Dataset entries

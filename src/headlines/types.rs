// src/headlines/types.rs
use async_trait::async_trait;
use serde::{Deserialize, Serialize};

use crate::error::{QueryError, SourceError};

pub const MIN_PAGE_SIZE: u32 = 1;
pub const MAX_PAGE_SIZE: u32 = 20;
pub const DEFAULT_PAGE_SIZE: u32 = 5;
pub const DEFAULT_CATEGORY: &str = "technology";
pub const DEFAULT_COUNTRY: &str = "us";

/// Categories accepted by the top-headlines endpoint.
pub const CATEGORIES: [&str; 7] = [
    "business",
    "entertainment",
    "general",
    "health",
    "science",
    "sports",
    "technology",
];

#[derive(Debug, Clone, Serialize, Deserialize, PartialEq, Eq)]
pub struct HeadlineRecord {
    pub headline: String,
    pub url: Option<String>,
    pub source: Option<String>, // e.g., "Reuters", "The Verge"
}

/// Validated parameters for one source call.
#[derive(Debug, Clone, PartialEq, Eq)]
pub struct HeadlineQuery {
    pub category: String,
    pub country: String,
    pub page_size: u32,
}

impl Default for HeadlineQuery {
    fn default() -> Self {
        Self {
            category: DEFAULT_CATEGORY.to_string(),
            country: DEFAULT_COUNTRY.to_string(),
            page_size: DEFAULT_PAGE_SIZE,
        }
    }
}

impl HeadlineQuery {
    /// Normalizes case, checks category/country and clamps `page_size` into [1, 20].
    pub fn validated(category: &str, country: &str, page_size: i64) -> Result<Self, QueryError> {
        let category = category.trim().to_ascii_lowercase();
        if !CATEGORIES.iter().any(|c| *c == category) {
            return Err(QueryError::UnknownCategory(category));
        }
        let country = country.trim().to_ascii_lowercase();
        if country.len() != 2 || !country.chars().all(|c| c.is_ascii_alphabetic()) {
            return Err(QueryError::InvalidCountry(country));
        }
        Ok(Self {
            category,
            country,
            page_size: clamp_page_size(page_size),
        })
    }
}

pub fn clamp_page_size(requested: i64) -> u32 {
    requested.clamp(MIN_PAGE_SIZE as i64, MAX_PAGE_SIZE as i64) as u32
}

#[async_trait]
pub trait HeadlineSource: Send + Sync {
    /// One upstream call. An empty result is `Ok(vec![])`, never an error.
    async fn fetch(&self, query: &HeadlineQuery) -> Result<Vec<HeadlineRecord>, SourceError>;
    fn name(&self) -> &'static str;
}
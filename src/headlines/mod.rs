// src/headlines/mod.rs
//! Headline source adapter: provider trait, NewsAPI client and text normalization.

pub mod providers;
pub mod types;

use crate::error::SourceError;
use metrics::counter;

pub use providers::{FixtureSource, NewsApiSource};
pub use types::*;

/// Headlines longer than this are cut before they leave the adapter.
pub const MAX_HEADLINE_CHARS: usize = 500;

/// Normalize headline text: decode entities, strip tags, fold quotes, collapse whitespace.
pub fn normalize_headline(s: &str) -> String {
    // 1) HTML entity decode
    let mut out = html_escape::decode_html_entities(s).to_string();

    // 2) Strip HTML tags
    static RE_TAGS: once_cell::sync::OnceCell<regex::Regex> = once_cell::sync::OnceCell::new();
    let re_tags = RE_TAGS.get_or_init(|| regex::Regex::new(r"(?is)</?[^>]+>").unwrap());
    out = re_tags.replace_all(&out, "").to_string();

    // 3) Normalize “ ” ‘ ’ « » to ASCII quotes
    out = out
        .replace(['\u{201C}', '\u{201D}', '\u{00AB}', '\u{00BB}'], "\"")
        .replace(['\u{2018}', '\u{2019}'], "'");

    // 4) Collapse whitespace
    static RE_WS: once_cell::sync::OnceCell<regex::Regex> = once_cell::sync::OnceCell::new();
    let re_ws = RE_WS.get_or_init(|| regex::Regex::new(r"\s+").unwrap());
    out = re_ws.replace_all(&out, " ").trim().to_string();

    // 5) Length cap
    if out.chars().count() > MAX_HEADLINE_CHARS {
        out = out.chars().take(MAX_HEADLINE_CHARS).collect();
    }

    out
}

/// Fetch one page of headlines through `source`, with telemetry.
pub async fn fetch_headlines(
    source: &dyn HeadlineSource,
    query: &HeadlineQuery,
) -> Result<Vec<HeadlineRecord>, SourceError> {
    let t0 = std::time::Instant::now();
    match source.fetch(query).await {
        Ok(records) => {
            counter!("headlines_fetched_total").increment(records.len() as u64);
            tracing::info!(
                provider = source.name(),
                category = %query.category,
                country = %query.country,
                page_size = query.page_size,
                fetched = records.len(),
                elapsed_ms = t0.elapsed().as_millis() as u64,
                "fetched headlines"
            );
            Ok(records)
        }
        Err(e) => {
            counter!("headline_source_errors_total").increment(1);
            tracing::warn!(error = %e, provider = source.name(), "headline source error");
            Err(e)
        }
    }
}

TASK BRIEF:
Please give the number of lines in the data above that include the string "filename", and nothing else.

TASK RESPONSE:
2